For this exercise, restate word for word only the lines from the first line of the data to the line containing "the sink with.".

[Data provided]

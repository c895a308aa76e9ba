//! Verbosity preference and message severity.

use std::fmt;

/// User-selected filter controlling whether `verbose` calls are emitted.
///
/// `Verbose` shows everything `Info` shows, plus verbose records.
#[derive(Debug, Clone, Copy, PartialEq, Eq, Hash, Default)]
pub enum VerbosityLevel {
    #[default]
    Info,
    Verbose,
}

impl VerbosityLevel {
    /// The literal persisted for this level.
    pub fn as_str(self) -> &'static str {
        match self {
            Self::Info => "info",
            Self::Verbose => "verbose",
        }
    }

    /// Interpret a persisted value.
    ///
    /// Only the exact literals `"info"` and `"verbose"` are recognized.
    /// Anything else, including a missing value, is `Info`.
    pub fn from_stored(stored: Option<&str>) -> Self {
        match stored {
            Some("verbose") => Self::Verbose,
            _ => Self::Info,
        }
    }

    pub fn is_verbose(self) -> bool {
        matches!(self, Self::Verbose)
    }
}

impl fmt::Display for VerbosityLevel {
    fn fmt(&self, f: &mut fmt::Formatter<'_>) -> fmt::Result {
        f.write_str(self.as_str())
    }
}

/// Severity a record is delivered to the sink with.
#[derive(Debug, Clone, Copy, PartialEq, Eq, Hash)]
pub enum Severity {
    Info,
    Warning,
    Error,
    /// Delivered at the sink's debug level.
    Verbose,
}

impl Severity {
    pub fn as_str(self) -> &'static str {
        match self {
            Self::Info => "info",
            Self::Warning => "warn",
            Self::Error => "error",
            Self::Verbose => "debug",
        }
    }
}

impl fmt::Display for Severity {
    fn fmt(&self, f: &mut fmt::Formatter<'_>) -> fmt::Result {
        f.write_str(self.as_str())
    }
}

[/Data provided]

-- Output for this exercise --
repository c895a308aa76e9ba
//! Verbosity preference and message severity.

use std::fmt;

/// User-selected filter controlling whether `verbose` calls are emitted.
///
/// `Verbose` shows everything `Info` shows, plus verbose records.
#[derive(Debug, Clone, Copy, PartialEq, Eq, Hash, Default)]
pub enum VerbosityLevel {
    #[default]
    Info,
    Verbose,
}

impl VerbosityLevel {
    /// The literal persisted for this level.
    pub fn as_str(self) -> &'static str {
        match self {
            Self::Info => "info",
            Self::Verbose => "verbose",
        }
    }

    /// Interpret a persisted value.
    ///
    /// Only the exact literals `"info"` and `"verbose"` are recognized.
    /// Anything else, including a missing value, is `Info`.
    pub fn from_stored(stored: Option<&str>) -> Self {
        match stored {
            Some("verbose") => Self::Verbose,
            _ => Self::Info,
        }
    }

    pub fn is_verbose(self) -> bool {
        matches!(self, Self::Verbose)
    }
}

impl fmt::Display for VerbosityLevel {
    fn fmt(&self, f: &mut fmt::Formatter<'_>) -> fmt::Result {
        f.write_str(self.as_str())
    }
}

/// Severity a record is delivered to the sink with.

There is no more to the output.